What is required
Among the lines below, return each one that contains the word "bail".

====================

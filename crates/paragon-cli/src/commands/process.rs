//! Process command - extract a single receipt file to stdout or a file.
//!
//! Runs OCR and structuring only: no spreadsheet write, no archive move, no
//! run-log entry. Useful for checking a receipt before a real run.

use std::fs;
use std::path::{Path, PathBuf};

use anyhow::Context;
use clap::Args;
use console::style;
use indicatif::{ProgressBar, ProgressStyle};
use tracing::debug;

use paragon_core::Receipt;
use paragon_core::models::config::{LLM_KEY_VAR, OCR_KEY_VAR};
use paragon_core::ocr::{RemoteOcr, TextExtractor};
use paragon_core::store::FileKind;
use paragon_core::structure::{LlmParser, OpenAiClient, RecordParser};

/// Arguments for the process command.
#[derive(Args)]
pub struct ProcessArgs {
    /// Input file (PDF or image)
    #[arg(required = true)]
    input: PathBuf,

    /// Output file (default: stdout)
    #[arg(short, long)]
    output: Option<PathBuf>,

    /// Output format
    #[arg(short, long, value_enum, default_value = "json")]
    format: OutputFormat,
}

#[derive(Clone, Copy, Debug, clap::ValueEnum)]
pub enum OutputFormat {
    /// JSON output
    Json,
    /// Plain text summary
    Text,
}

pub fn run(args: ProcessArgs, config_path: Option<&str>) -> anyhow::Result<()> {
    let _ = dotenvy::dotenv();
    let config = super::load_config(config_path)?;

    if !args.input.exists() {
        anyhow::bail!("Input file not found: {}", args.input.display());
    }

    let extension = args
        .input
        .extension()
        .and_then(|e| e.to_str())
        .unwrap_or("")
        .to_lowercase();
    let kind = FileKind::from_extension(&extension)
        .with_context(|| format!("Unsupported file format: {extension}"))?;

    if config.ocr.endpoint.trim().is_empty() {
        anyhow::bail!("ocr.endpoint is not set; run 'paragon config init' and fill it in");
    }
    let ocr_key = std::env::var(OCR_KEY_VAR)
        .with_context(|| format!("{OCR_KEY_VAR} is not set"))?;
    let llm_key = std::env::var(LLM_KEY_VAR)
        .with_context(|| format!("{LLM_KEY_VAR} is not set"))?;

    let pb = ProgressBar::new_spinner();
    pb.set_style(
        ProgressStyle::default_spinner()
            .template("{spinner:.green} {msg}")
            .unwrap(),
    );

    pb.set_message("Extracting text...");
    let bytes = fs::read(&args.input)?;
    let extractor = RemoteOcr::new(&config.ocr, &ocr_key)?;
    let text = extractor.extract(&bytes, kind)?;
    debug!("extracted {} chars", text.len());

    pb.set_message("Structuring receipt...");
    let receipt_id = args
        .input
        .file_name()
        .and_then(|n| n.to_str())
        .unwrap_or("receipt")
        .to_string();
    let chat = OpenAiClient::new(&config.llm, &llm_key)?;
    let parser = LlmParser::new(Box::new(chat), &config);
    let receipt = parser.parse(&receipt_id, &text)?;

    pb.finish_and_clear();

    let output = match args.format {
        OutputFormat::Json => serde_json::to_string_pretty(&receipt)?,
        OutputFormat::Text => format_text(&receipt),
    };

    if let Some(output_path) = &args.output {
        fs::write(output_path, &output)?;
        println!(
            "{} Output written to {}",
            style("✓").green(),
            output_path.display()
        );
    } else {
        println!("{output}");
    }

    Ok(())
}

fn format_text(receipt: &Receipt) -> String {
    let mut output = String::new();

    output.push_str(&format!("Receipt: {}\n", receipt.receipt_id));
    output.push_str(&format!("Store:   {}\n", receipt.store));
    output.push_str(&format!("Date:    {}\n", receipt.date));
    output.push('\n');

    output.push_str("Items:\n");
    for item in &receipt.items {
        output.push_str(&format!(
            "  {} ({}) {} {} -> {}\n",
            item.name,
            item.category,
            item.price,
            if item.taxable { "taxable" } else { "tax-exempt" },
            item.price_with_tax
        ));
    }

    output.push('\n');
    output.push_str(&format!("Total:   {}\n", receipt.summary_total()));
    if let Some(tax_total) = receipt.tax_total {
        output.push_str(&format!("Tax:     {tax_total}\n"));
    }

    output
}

====================

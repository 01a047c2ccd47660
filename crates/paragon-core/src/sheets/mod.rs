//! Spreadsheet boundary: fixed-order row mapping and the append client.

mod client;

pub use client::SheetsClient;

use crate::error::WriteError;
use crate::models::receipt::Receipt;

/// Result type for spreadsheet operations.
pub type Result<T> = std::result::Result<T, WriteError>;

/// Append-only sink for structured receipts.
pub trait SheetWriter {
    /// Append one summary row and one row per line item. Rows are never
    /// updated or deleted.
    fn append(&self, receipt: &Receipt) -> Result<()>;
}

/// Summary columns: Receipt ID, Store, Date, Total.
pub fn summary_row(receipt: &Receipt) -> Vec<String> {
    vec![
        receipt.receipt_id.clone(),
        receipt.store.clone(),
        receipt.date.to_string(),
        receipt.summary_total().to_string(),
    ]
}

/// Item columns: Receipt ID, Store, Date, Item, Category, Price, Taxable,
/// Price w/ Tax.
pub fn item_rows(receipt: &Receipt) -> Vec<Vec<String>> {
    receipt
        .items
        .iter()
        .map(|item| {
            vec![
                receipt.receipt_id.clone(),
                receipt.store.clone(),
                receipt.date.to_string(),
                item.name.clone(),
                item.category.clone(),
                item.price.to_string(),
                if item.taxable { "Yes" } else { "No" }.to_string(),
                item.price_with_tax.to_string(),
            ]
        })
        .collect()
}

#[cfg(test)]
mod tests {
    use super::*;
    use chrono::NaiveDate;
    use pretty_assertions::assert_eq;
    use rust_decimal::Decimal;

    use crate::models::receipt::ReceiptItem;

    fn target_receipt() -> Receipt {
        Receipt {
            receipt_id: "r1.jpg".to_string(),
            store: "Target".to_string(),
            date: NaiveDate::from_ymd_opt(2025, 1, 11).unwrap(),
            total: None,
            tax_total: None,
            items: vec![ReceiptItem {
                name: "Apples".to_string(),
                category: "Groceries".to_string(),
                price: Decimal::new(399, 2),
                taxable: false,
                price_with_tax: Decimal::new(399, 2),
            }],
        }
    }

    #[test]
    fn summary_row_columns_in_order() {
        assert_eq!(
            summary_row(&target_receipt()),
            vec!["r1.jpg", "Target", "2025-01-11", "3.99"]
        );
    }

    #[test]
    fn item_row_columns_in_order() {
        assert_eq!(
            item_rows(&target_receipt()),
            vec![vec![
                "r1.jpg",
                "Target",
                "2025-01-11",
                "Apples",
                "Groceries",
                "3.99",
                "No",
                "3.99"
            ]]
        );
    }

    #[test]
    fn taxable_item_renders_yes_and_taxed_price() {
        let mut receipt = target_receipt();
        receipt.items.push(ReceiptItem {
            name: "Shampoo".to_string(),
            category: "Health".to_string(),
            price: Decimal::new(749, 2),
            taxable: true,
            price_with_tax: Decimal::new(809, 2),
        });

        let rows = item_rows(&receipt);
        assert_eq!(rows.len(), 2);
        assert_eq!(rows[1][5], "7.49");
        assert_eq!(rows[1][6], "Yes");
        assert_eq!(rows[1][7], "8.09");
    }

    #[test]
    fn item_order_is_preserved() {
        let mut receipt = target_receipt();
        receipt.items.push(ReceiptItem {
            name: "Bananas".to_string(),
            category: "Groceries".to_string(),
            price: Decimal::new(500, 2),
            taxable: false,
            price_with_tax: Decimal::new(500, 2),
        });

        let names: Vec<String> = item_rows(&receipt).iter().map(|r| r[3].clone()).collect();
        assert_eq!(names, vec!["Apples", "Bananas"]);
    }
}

====================

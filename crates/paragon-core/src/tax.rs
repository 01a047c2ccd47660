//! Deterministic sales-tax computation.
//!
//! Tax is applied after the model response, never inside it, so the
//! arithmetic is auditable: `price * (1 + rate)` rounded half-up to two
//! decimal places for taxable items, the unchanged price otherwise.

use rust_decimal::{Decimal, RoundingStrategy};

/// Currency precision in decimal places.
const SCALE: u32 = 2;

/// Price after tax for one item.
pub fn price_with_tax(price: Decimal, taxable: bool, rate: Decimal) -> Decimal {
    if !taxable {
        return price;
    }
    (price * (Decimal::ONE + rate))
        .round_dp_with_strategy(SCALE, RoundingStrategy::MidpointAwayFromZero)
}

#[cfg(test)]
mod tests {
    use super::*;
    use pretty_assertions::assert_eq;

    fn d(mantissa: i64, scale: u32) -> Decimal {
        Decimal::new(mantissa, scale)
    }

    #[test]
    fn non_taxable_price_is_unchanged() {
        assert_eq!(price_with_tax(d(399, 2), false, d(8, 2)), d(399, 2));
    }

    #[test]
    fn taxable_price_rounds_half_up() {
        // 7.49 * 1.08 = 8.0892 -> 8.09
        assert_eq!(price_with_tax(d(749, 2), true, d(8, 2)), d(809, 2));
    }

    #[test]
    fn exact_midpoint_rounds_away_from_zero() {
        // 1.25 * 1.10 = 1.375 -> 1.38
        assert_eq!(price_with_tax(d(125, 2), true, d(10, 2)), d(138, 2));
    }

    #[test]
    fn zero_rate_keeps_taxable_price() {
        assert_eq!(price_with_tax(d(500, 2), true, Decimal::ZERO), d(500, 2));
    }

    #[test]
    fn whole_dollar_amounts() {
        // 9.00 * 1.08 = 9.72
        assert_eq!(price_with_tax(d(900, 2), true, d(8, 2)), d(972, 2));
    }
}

====================

Exercise response
        anyhow::bail!("Input file not found: {}", args.input.display());
        anyhow::bail!("ocr.endpoint is not set; run 'paragon config init' and fill it in");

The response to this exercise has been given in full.